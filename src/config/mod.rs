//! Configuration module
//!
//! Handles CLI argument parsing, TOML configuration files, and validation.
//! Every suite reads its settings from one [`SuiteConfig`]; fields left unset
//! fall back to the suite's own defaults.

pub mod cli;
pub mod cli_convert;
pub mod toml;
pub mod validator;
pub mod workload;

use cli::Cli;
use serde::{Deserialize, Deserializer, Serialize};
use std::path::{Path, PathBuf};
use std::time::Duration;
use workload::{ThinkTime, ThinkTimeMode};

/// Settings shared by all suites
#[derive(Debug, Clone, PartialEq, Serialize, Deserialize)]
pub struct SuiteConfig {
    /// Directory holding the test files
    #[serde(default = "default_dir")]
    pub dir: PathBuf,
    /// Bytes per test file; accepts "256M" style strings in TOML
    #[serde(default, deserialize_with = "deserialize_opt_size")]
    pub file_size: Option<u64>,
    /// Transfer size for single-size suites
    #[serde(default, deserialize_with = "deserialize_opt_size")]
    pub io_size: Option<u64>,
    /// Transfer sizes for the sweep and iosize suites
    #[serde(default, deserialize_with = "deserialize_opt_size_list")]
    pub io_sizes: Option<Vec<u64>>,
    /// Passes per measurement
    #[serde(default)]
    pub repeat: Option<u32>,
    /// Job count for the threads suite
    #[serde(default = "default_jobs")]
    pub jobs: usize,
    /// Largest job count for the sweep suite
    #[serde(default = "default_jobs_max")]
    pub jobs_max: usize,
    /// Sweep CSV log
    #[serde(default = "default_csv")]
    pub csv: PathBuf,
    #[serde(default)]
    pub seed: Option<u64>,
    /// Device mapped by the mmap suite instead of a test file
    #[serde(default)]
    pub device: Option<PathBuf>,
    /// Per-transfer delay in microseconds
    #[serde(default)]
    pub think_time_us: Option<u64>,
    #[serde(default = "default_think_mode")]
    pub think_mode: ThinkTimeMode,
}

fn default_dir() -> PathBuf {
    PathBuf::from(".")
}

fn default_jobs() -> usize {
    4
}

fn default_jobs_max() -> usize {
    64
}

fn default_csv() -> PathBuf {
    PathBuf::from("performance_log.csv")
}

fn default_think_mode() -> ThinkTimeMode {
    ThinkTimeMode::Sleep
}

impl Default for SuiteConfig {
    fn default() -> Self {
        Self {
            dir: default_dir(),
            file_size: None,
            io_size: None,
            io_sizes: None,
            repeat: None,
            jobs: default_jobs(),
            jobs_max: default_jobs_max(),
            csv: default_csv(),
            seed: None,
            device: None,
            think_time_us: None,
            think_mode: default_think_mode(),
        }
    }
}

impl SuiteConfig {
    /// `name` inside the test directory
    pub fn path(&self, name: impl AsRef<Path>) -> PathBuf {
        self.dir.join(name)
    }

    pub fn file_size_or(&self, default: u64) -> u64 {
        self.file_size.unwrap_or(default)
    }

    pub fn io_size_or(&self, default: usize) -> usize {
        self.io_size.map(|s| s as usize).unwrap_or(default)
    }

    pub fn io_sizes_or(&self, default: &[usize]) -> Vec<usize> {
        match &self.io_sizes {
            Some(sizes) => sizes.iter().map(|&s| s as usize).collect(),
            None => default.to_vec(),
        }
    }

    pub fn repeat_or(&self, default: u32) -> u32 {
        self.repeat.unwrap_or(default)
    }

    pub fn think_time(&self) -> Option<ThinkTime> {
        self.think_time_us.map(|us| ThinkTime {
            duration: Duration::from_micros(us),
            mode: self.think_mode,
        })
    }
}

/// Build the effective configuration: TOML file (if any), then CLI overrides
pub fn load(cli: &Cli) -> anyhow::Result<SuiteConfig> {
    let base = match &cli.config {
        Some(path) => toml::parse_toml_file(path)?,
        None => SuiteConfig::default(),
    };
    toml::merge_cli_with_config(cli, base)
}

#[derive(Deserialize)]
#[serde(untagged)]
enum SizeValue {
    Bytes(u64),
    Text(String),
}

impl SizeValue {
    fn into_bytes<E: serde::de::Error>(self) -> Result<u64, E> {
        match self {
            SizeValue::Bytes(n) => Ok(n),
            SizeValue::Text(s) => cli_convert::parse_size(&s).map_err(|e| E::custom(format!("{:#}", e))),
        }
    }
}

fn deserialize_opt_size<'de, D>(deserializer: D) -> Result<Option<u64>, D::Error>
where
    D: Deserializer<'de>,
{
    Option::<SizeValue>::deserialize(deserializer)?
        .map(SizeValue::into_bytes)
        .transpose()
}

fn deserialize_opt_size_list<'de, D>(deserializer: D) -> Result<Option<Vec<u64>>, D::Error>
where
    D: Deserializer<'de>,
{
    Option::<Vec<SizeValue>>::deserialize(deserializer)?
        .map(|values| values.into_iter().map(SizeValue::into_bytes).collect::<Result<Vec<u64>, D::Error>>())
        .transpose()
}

----------

--- EXERCISE ---
From the listing above, collect each line in which the string "impl" appears.

--- RESPONSE ---
impl Default for SuiteConfig {
impl SuiteConfig {
    pub fn path(&self, name: impl AsRef<Path>) -> PathBuf {
impl SizeValue {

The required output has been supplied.